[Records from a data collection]
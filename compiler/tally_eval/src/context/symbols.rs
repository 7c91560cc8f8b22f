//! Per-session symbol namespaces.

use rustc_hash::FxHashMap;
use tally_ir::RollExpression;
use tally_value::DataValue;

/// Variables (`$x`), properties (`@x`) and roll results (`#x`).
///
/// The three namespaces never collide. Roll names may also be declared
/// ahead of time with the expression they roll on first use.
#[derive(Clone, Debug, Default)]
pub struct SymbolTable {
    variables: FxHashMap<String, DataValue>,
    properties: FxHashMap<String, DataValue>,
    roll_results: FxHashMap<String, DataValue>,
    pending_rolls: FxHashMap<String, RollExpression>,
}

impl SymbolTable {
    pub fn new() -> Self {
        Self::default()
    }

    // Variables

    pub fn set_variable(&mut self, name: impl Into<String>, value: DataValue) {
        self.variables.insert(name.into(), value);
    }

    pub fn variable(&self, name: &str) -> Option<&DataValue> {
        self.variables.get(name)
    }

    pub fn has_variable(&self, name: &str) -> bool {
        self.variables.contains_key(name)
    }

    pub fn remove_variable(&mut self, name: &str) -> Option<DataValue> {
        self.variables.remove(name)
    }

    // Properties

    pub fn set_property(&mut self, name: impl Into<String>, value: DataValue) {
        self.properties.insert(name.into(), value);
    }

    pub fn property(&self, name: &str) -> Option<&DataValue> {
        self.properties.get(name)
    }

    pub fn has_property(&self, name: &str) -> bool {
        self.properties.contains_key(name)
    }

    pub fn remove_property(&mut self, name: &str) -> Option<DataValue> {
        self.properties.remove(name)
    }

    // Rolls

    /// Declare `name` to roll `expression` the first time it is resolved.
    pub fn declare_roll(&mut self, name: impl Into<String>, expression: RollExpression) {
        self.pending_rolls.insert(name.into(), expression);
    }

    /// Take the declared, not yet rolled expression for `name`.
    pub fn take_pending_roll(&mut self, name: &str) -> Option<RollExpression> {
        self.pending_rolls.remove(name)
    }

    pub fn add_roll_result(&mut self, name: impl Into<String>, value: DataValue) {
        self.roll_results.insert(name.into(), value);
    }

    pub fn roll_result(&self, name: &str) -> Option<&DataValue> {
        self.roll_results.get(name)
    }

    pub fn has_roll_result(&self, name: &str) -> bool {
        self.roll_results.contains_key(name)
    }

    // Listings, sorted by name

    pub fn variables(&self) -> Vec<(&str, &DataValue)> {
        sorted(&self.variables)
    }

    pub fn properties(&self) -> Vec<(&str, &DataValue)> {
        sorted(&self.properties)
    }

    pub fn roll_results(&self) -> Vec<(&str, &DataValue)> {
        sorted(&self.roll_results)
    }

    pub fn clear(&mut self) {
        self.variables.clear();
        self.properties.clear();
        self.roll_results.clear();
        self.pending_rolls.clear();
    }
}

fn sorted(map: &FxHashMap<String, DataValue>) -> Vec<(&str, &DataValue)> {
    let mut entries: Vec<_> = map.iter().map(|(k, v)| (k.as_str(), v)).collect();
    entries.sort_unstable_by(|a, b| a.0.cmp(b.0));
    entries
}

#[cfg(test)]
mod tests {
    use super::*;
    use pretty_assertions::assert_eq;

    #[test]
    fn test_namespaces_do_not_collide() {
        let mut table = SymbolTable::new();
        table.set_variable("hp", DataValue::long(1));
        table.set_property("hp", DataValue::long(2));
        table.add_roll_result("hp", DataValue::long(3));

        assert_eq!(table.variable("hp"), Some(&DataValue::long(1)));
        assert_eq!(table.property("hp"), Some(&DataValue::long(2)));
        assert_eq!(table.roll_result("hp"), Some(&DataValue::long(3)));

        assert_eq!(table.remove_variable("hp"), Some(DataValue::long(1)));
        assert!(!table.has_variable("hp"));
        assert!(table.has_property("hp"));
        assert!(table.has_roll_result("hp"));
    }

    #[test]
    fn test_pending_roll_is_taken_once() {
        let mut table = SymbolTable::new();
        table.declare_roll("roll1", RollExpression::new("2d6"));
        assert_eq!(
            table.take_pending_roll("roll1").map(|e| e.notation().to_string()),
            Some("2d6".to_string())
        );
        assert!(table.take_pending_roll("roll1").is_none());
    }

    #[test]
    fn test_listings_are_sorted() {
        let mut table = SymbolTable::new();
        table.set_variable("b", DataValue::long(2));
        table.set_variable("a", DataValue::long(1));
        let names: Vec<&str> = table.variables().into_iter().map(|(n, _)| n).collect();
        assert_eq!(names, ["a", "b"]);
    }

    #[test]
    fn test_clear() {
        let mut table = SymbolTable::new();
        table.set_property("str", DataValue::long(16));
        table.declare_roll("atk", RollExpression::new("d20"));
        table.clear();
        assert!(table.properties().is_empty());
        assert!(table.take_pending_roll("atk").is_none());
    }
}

--

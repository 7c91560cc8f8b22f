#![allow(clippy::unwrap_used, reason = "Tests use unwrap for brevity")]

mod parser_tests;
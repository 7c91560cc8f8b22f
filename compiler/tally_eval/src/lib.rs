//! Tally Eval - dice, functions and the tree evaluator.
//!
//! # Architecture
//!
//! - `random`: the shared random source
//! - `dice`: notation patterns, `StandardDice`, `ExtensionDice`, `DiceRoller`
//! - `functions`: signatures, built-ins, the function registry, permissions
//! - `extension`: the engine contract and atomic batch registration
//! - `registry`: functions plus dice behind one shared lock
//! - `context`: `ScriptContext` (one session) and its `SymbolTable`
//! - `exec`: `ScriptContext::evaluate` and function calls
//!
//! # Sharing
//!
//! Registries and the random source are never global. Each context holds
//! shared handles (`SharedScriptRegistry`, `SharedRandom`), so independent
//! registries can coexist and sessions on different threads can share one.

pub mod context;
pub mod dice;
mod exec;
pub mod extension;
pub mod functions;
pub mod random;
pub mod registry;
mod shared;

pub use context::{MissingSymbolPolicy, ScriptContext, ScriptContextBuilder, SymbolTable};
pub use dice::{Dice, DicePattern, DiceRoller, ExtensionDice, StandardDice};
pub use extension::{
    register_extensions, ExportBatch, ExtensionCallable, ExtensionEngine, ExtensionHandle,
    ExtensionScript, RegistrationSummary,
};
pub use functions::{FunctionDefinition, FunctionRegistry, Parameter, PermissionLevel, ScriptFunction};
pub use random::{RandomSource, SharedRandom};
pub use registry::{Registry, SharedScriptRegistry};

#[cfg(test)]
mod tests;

→ ACTION ITEM:
Above are the records. Copy the lines beginning at the one that has "fn sorted(map: &FxHashMap<String, DataValue>)" and ending with the one that has "use super::*;", unchanged.

→ RESPONSE TO THE TASK:
fn sorted(map: &FxHashMap<String, DataValue>) -> Vec<(&str, &DataValue)> {
    let mut entries: Vec<_> = map.iter().map(|(k, v)| (k.as_str(), v)).collect();
    entries.sort_unstable_by(|a, b| a.0.cmp(b.0));
    entries
}

#[cfg(test)]
mod tests {
    use super::*;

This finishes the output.